Diagnosing slow tests (again)

I’ve previously blogged about a case where tests on .NET Core on Linux were much, much slower than the same tests on Windows. Today I’ve got a very similar problem – but I suspect the cause isn’t going to be the same.

This is my reasonably raw log – skip to the end for a summary of what I found, what went well, and what went badly. Apologies for skipping around in terms of past/present/future tense – being consistent in that respect would be distracting enough to make the rest worse, I think.

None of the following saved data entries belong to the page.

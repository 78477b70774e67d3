//! Guest registry endpoints.

use crate::api::parse_date;
use crate::server::state::{AppState, SessionCache};
use axum::extract::State;
use hotel_core::{GuestId, GuestView, HotelStore, NewGuest};
use hotel_web::{ApiResponse, AppError, JsonBody, QueryParams, WebResult};
use serde::{Deserialize, Serialize};

/// `POST /api/guest` body. Every field is required.
#[derive(Debug, Deserialize)]
pub struct CreateGuestRequest {
    /// Given name
    #[serde(default)]
    pub first_name: String,
    /// Family name
    #[serde(default)]
    pub last_name: String,
    /// Government identity number, unique
    #[serde(default)]
    pub identity_number: String,
    /// "DD-MM-YYYY"
    #[serde(default)]
    pub date_of_birth: String,
    /// Contact phone
    #[serde(default)]
    pub phone_number: String,
    /// Contact email
    #[serde(default)]
    pub email: String,
}

/// `POST /api/guest` payload.
#[derive(Debug, Serialize)]
pub struct GuestCreated {
    /// Id of the new guest
    pub id: i64,
}

/// `GET /api/guest` query.
#[derive(Debug, Deserialize)]
pub struct GuestQuery {
    /// Guest id, decimal
    pub id: Option<String>,
}

/// Register a guest.
///
/// # Errors
///
/// 400 for blank fields or a malformed birth date, 500 if the identity
/// number is already registered.
#[tracing::instrument(skip_all)]
pub async fn create_guest<S: HotelStore, C: SessionCache>(
    State(state): State<AppState<S, C>>,
    JsonBody(request): JsonBody<CreateGuestRequest>,
) -> WebResult<ApiResponse<GuestCreated>> {
    let date_of_birth = parse_date("date_of_birth", &request.date_of_birth)?;

    let GuestId(id) = state
        .guests
        .create_guest(NewGuest {
            first_name: request.first_name,
            last_name: request.last_name,
            identity_number: request.identity_number,
            date_of_birth,
            phone_number: request.phone_number,
            email: request.email,
        })
        .await?;

    Ok(ApiResponse::created(GuestCreated { id }))
}

/// Look up a guest by id.
///
/// # Errors
///
/// 400 for a missing or non-numeric id, 404 for an unknown guest.
pub async fn get_guest<S: HotelStore, C: SessionCache>(
    State(state): State<AppState<S, C>>,
    QueryParams(query): QueryParams<GuestQuery>,
) -> WebResult<ApiResponse<GuestView>> {
    let id = query
        .id
        .as_deref()
        .map(str::trim)
        .and_then(|id| id.parse::<i64>().ok())
        .ok_or_else(|| AppError::bad_request("invalid guest id"))?;

    let guest = state.guests.guest(GuestId(id)).await?;
    Ok(ApiResponse::ok(guest))
}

Step 0: notice the problem

I spotted this problem because I happened to be looking at the Travis and AppVeyor builds, moving to .NET Core 2.0. Looking at the test runs, I saw that the tests for .NET Core 1.0 were completing in about 15 seconds on AppVeyor (Windows), and 133 seconds on Travis Linux). My experience is that AppVeyor seems to use slightly less powerful hardware than Travis, making this a very odd result.

I looked at several builds, and it seemed consistent across them – very odd.

Step 1: file an issue

My main focus at that point wasn’t to investigate performance – it was to get the build working with .NET Core 2. However, I didn’t want to forget about the problem, so I filed an issue in the Noda Time repo. At this point, I have no idea where the problem is, so the Noda Time repo is the most obvious place to put it. There’s no evidence that it’s a problem with NUnit or .NET Core itself, for example.

Step 2: reproduce locally

I have two machines at home that I use for running the automated benchmarks. One (bagpuss) runs Windows 10, the other (gabriel) runs Ubuntu 16.04. Both are Intel NuCs with i5-5250U processors – I bought one much later than the other, but looked hard to find as close to identical hardware as I could, to enable cross-OS benchmark comparisons without dual booting or virtualization.

I ran the tests on both machines, and copied the TestResult.xml output files to my main dev box for analysis.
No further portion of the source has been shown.